After the Freeze
Feb. 16, 2026

After Florida’s Freeze: What Happens Next (and When Buyers Actually Start Ordering)

Florida pulled the cold card this season, and a lot of landscapes answered with a quiet “I’m done.” 😅

You’ve seen it: burned tips, browning, yellowing, and plants that used to “always make it” suddenly looking rough. Homeowners aren’t thinking about supply and demand. They’re thinking:
“My yard looks awful. What do I do, and when can I fix it?”
That “when” is the key. Because replacement doesn’t show up as one big moment. It follows a pretty predictable sequence.

Step 1: First, evaluate plant condition (not shopping yet)

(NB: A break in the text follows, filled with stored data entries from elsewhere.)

// System Metrics Models
//
// 菜单栏小组件展示的系统指标快照

use std::time::Duration;

use chrono::{DateTime, Utc};
use serde::{Deserialize, Serialize};

/// 占用内存最多、触发提醒的进程
#[derive(Debug, Clone, PartialEq, Eq, Serialize, Deserialize)]
pub struct OffendingProcess {
    pub pid: u32,
    pub name: String,
    /// 可执行文件路径，前端据此加载应用图标
    #[serde(skip_serializing_if = "Option::is_none")]
    pub icon_path: Option<String>,
    pub memory_bytes: u64,
}

/// 网络吞吐（字节/秒）
#[derive(Debug, Clone, Copy, PartialEq, Serialize, Deserialize, Default)]
pub struct NetworkThroughput {
    pub rx_bytes_per_sec: u64,
    pub tx_bytes_per_sec: u64,
}

#[derive(Debug, Clone, PartialEq, Serialize, Deserialize)]
pub struct SystemSnapshot {
    pub free_storage_bytes: u64,
    pub total_storage_bytes: u64,
    /// 内存占用比例 0.0 - 1.0
    pub memory_usage: f64,
    pub cpu_usage: f32,
    #[serde(skip_serializing_if = "Option::is_none")]
    pub battery_level: Option<f32>,
    pub network: NetworkThroughput,
    pub high_memory_alert: bool,
    #[serde(skip_serializing_if = "Option::is_none")]
    pub offending_process: Option<OffendingProcess>,
    pub sampled_at: DateTime<Utc>,
}

impl Default for SystemSnapshot {
    fn default() -> Self {
        Self {
            free_storage_bytes: 0,
            total_storage_bytes: 0,
            memory_usage: 0.0,
            cpu_usage: 0.0,
            battery_level: None,
            network: NetworkThroughput::default(),
            high_memory_alert: false,
            offending_process: None,
            sampled_at: Utc::now(),
        }
    }
}

/// 内存提醒窗口上的用户操作
#[derive(Debug, Clone, Copy, PartialEq, Eq, Serialize, Deserialize)]
#[serde(rename_all = "snake_case")]
pub enum AlertAction {
    /// 10 分钟内不再提醒
    SnoozeShort,
    /// 1 小时内不再提醒
    SnoozeLong,
    /// 永久忽略该进程
    IgnoreForever,
    /// 结束占用内存的进程
    Terminate,
    /// 打开主程序
    OpenMainApp,
}

impl AlertAction {
    pub const SHORT_SNOOZE: Duration = Duration::from_secs(10 * 60);
    pub const LONG_SNOOZE: Duration = Duration::from_secs(60 * 60);

    /// 稍后提醒对应的时长
    pub fn snooze_duration(&self) -> Option<Duration> {
        match self {
            AlertAction::SnoozeShort => Some(Self::SHORT_SNOOZE),
            AlertAction::SnoozeLong => Some(Self::LONG_SNOOZE),
            _ => None,
        }
    }

    /// 由前端传入的分钟数解析稍后提醒操作，仅支持 10 和 60
    pub fn snooze_from_minutes(minutes: u64) -> Option<Self> {
        match minutes {
            10 => Some(AlertAction::SnoozeShort),
            60 => Some(AlertAction::SnoozeLong),
            _ => None,
        }
    }
}
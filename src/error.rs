use std::fmt::Display;

use serde::{Serialize, Serializer};
use thiserror::Error;

pub type AppResult<T> = Result<T, AppError>;

#[derive(Debug, Error)]
pub enum AppError {
    #[error("IO错误: {0}")]
    Io(#[from] std::io::Error),
    #[error("JSON 解析错误: {0}")]
    Json(#[from] serde_json::Error),
    #[error("Tauri 错误: {0}")]
    Tauri(#[from] tauri::Error),
    #[error("窗口操作失败: {0}")]
    Window(String),
    #[error("进程操作失败: {0}")]
    Process(String),
    #[error("配置错误: {0}")]
    Config(String),
    #[error("参数校验失败 [{field}]: {reason}")]
    Validation { field: String, reason: String },
    #[error("{0}")]
    Other(String),
}

impl AppError {
    pub fn window<E: Display>(err: E) -> Self {
        Self::Window(err.to_string())
    }

    pub fn process<E: Display>(err: E) -> Self {
        Self::Process(err.to_string())
    }

    pub fn config<E: Display>(err: E) -> Self {
        Self::Config(err.to_string())
    }

    pub fn validation(field: impl Into<String>, reason: impl Into<String>) -> Self {
        Self::Validation {
            field: field.into(),
            reason: reason.into(),
        }
    }
}

// 命令返回给前端时只需要可读的错误描述
impl Serialize for AppError {
    fn serialize<S>(&self, serializer: S) -> Result<S::Ok, S::Error>
    where
        S: Serializer,
    {
        serializer.serialize_str(&self.to_string())
    }
}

Most homeowners don’t replace plants the same day they notice freeze damage. The first step is to evaluate plant condition and make a simple recovery plan.

The first move is usually to:

  • Inspect plants one by one for signs of recovery
  • Evaluate which plants can still be saved (salvageable) and which are beyond recovery
  • Decide what to trim and what to leave and monitor
  • Remove only what is truly dead

Then they reset beds and containers, look at the open spaces, and decide whether to:

  • Replant tropicals again (when it feels safe)
  • Choose tougher landscape options
  • Refresh containers and patio pots
  • Do a mix of all three

That evaluation period is what sets the timing for buying.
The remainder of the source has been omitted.